THE TASK
Wherever the word "MemoryDecisionLog" occurs in the listing below, copy that whole line.

PROVIDED DATA

//! Dedup and human-override guard
//!
//! Consulted only for reports the trust policy already accepted. Two checks
//! run in order:
//!
//! 1. has the target already been auto-hidden (or had a hide confirmed)?
//! 2. has a moderator already reviewed the target?
//!
//! Either hit skips enforcement. When a store cannot answer, the configured
//! [`StoreFailurePolicy`] decides; the default fails open and proceeds.

use crate::audit::{DecisionAction, DecisionLog, ReviewMarkers, StoreError};
use crate::report::TargetKey;
use serde::{Deserialize, Serialize};
use std::sync::Arc;

/// What to do when a guard store errors
#[derive(Debug, Clone, Copy, PartialEq, Eq, Default, Serialize, Deserialize)]
#[serde(rename_all = "camelCase")]
pub enum StoreFailurePolicy {
    /// Treat the failed check as passed and enforce
    #[default]
    FailOpen,
    /// Skip enforcement
    FailClosed,
}

impl StoreFailurePolicy {
    /// Get a description of the policy
    pub fn description(&self) -> &'static str {
        match self {
            StoreFailurePolicy::FailOpen => "Enforce when the decision history cannot be read",
            StoreFailurePolicy::FailClosed => "Skip enforcement when the decision history cannot be read",
        }
    }
}

/// Guard outcome
#[derive(Debug, Clone, PartialEq, Eq)]
pub enum GuardVerdict {
    /// Go ahead and enforce
    Proceed,
    /// The target was already hidden
    AlreadyEnforced,
    /// A moderator already decided on the target
    HumanReviewed,
    /// A store failed and the policy is fail-closed
    StoreUnavailable(String),
}

impl GuardVerdict {
    /// Whether enforcement should go ahead
    pub fn should_proceed(&self) -> bool {
        matches!(self, GuardVerdict::Proceed)
    }

    /// Reason recorded when enforcement is skipped
    pub fn skip_reason(&self) -> Option<String> {
        match self {
            GuardVerdict::Proceed => None,
            GuardVerdict::AlreadyEnforced => Some("already auto-hidden".to_string()),
            GuardVerdict::HumanReviewed => Some("already reviewed by a moderator".to_string()),
            GuardVerdict::StoreUnavailable(e) => Some(format!("decision history unavailable: {}", e)),
        }
    }
}

/// Checks decision history before enforcement
#[derive(Clone)]
pub struct DedupGuard {
    decisions: Arc<dyn DecisionLog>,
    reviews: Arc<dyn ReviewMarkers>,
    failure_policy: StoreFailurePolicy,
}

impl DedupGuard {
    /// Create a guard with the fail-open policy
    pub fn new(decisions: Arc<dyn DecisionLog>, reviews: Arc<dyn ReviewMarkers>) -> Self {
        Self { decisions, reviews, failure_policy: StoreFailurePolicy::default() }
    }

    /// Set the store failure policy
    pub fn with_failure_policy(mut self, policy: StoreFailurePolicy) -> Self {
        self.failure_policy = policy;
        self
    }

    /// Active store failure policy
    pub fn failure_policy(&self) -> StoreFailurePolicy {
        self.failure_policy
    }

    /// Whether enforcement should go ahead for `target`
    pub async fn should_proceed(&self, target: &TargetKey) -> bool {
        self.check(target).await.should_proceed()
    }

    /// Run both checks
    pub async fn check(&self, target: &TargetKey) -> GuardVerdict {
        match self.decisions.has_action(target, DecisionAction::enforced()).await {
            Ok(true) => return GuardVerdict::AlreadyEnforced,
            Ok(false) => {}
            Err(e) => {
                if let Some(verdict) = self.on_store_error("decision log", target, e) {
                    return verdict;
                }
            }
        }

        match self.reviews.is_reviewed(target).await {
            Ok(true) => GuardVerdict::HumanReviewed,
            Ok(false) => GuardVerdict::Proceed,
            Err(e) => self.on_store_error("review markers", target, e).unwrap_or(GuardVerdict::Proceed),
        }
    }

    fn on_store_error(&self, store: &str, target: &TargetKey, error: StoreError) -> Option<GuardVerdict> {
        match self.failure_policy {
            StoreFailurePolicy::FailOpen => {
                tracing::warn!("{} check failed for {}, proceeding: {}", store, target, error);
                None
            }
            StoreFailurePolicy::FailClosed => {
                tracing::warn!("{} check failed for {}, skipping: {}", store, target, error);
                Some(GuardVerdict::StoreUnavailable(error.to_string()))
            }
        }
    }
}

#[cfg(test)]
mod tests {
    use super::*;
    use crate::audit::{Decision, MemoryDecisionLog, MemoryReviewMarkers};
    use crate::report::{ReportEvent, TargetType};
    use chrono::Utc;

    fn report(target_id: &str) -> ReportEvent {
        ReportEvent {
            id: "r1".to_string(),
            reporter_id: "pk".to_string(),
            target_type: TargetType::Event,
            target_id: target_id.to_string(),
            category: "csam".to_string(),
            reporting_client: Some("clientX".to_string()),
            created_at: Utc::now(),
        }
    }

    fn guard() -> (DedupGuard, Arc<MemoryDecisionLog>, Arc<MemoryReviewMarkers>) {
        let log = Arc::new(MemoryDecisionLog::new());
        let reviews = Arc::new(MemoryReviewMarkers::new());
        (DedupGuard::new(log.clone(), reviews.clone()), log, reviews)
    }

    #[tokio::test]
    async fn test_fresh_target_proceeds() {
        let (guard, _, _) = guard();
        assert_eq!(guard.check(&report("ev1").target()).await, GuardVerdict::Proceed);
    }

    #[tokio::test]
    async fn test_already_hidden_skips() {
        let (guard, log, _) = guard();
        log.record(&Decision::for_report(&report("ev1"), DecisionAction::AutoHidden, "x"))
            .await
            .unwrap();

        assert_eq!(guard.check(&report("ev1").target()).await, GuardVerdict::AlreadyEnforced);
        assert!(guard.should_proceed(&report("ev2").target()).await);
    }

    #[tokio::test]
    async fn test_earlier_failure_or_skip_does_not_block() {
        let (guard, log, _) = guard();
        log.record(&Decision::for_report(&report("ev1"), DecisionAction::AutoHideFailed, "503"))
            .await
            .unwrap();
        log.record(&Decision::for_report(&report("ev1"), DecisionAction::AutoHideSkipped, "spam"))
            .await
            .unwrap();

        assert!(guard.should_proceed(&report("ev1").target()).await);
    }

    #[tokio::test]
    async fn test_target_type_is_part_of_identity() {
        let (guard, log, _) = guard();
        log.record(&Decision::for_report(&report("abc"), DecisionAction::AutoHidden, "x"))
            .await
            .unwrap();

        let account = TargetKey { target_type: TargetType::Account, target_id: "abc".to_string() };
        assert!(guard.should_proceed(&account).await);
    }

    #[tokio::test]
    async fn test_human_review_takes_precedence() {
        let (guard, _, reviews) = guard();
        reviews.mark(report("ev1").target());
        assert_eq!(guard.check(&report("ev1").target()).await, GuardVerdict::HumanReviewed);
    }

    #[tokio::test]
    async fn test_fail_open_on_store_errors() {
        let (guard, log, reviews) = guard();
        log.set_unavailable(true);
        reviews.set_unavailable(true);

        assert_eq!(guard.failure_policy(), StoreFailurePolicy::FailOpen);
        assert_eq!(guard.check(&report("ev1").target()).await, GuardVerdict::Proceed);
    }

    #[tokio::test]
    async fn test_fail_open_still_honours_working_store() {
        let (guard, log, reviews) = guard();
        log.set_unavailable(true);
        reviews.mark(report("ev1").target());

        assert_eq!(guard.check(&report("ev1").target()).await, GuardVerdict::HumanReviewed);
    }

    #[tokio::test]
    async fn test_fail_closed() {
        let (guard, _, reviews) = guard();
        let guard = guard.with_failure_policy(StoreFailurePolicy::FailClosed);
        reviews.set_unavailable(true);

        let verdict = guard.check(&report("ev1").target()).await;
        assert!(matches!(verdict, GuardVerdict::StoreUnavailable(_)));
        assert!(verdict.skip_reason().unwrap().contains("review markers are offline"));
    }

    #[test]
    fn test_skip_reasons() {
        assert_eq!(GuardVerdict::Proceed.skip_reason(), None);
        assert_eq!(GuardVerdict::AlreadyEnforced.skip_reason().as_deref(), Some("already auto-hidden"));
        assert!(StoreFailurePolicy::FailOpen.description().contains("Enforce"));
    }
}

ANSWER SPACE
    use crate::audit::{Decision, MemoryDecisionLog, MemoryReviewMarkers};
    fn guard() -> (DedupGuard, Arc<MemoryDecisionLog>, Arc<MemoryReviewMarkers>) {
        let log = Arc::new(MemoryDecisionLog::new());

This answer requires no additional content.